** Your instructions **
Wherever the string "text" turns up in the data, copy the whole line.

** Record set **
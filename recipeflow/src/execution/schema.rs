//! JSON Schema validation of job inputs and outputs.

use crate::errors::ValidationError;
use crate::value::Value;
use jsonschema::JSONSchema;
use std::fmt;

/// A compiled schema bound to what it validates ("input", "output").
pub struct CompiledSchema {
    target: String,
    schema: JSONSchema,
}

impl fmt::Debug for CompiledSchema {
    fn fmt(&self, f: &mut fmt::Formatter<'_>) -> fmt::Result {
        f.debug_struct("CompiledSchema")
            .field("target", &self.target)
            .finish_non_exhaustive()
    }
}

impl CompiledSchema {
    /// Compiles a schema.
    pub fn compile(target: impl Into<String>, schema: &Value) -> Result<Self, ValidationError> {
        let target = target.into();
        let json = serde_json::Value::from(schema.clone());
        let compiled = JSONSchema::compile(&json)
            .map_err(|err| ValidationError::invalid_schema(target.clone(), err))?;
        Ok(Self {
            target,
            schema: compiled,
        })
    }

    /// Compiles an optional schema. Missing and empty schemas accept
    /// anything.
    pub fn compile_optional(
        target: impl Into<String>,
        schema: Option<&Value>,
    ) -> Result<Option<Self>, ValidationError> {
        match schema {
            None | Some(Value::Null) => Ok(None),
            Some(Value::Map(map)) if map.is_empty() => Ok(None),
            Some(schema) => Self::compile(target, schema).map(Some),
        }
    }

    /// Returns what this schema validates.
    #[must_use]
    pub fn target(&self) -> &str {
        &self.target
    }

    /// Validates a value, reporting one message per violation.
    pub fn validate(&self, value: &Value) -> Result<(), ValidationError> {
        let instance = serde_json::Value::from(value.clone());
        let result = self.schema.validate(&instance);
        let Err(errors) = result else {
            return Ok(());
        };
        let messages = errors
            .map(|err| {
                let path = err.instance_path.to_string();
                if path.is_empty() {
                    format!("{}: {err}", self.target)
                } else {
                    format!("{}{path}: {err}", self.target)
                }
            })
            .collect();
        Err(ValidationError::new(self.target.clone(), messages))
    }
}

#[cfg(test)]
mod tests {
    use super::*;
    use serde_json::json;

    fn schema() -> CompiledSchema {
        let schema = Value::from(json!({
            "type": "object",
            "required": ["text"],
            "properties": {
                "text": {"type": "string"},
                "n": {"type": "integer"}
            }
        }));
        CompiledSchema::compile("input", &schema).unwrap()
    }

    #[test]
    fn test_valid_value() {
        let value = Value::from(json!({"text": "hi", "n": 2}));
        assert!(schema().validate(&value).is_ok());
    }

    #[test]
    fn test_messages_carry_target_and_path() {
        let err = schema()
            .validate(&Value::from(json!({"n": "two"})))
            .unwrap_err();
        assert_eq!(err.target, "input");
        assert_eq!(err.messages.len(), 2);
        assert!(err.messages.iter().any(|m| m.starts_with("input/n: ")));
        assert!(err.messages.iter().any(|m| m.starts_with("input: ") && m.contains("text")));
    }

    #[test]
    fn test_invalid_schema() {
        let bad = Value::from(json!({"type": 12}));
        let err = CompiledSchema::compile("output", &bad).unwrap_err();
        assert!(err.to_string().starts_with("output: invalid schema"));
    }

    #[test]
    fn test_optional_empty_schema() {
        assert!(CompiledSchema::compile_optional("input", None).unwrap().is_none());
        assert!(CompiledSchema::compile_optional("input", Some(&Value::empty_map()))
            .unwrap()
            .is_none());
    }
}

** Your response **
            "required": ["text"],
                "text": {"type": "string"},
        let value = Value::from(json!({"text": "hi", "n": 2}));
        assert!(err.messages.iter().any(|m| m.starts_with("input: ") && m.contains("text")));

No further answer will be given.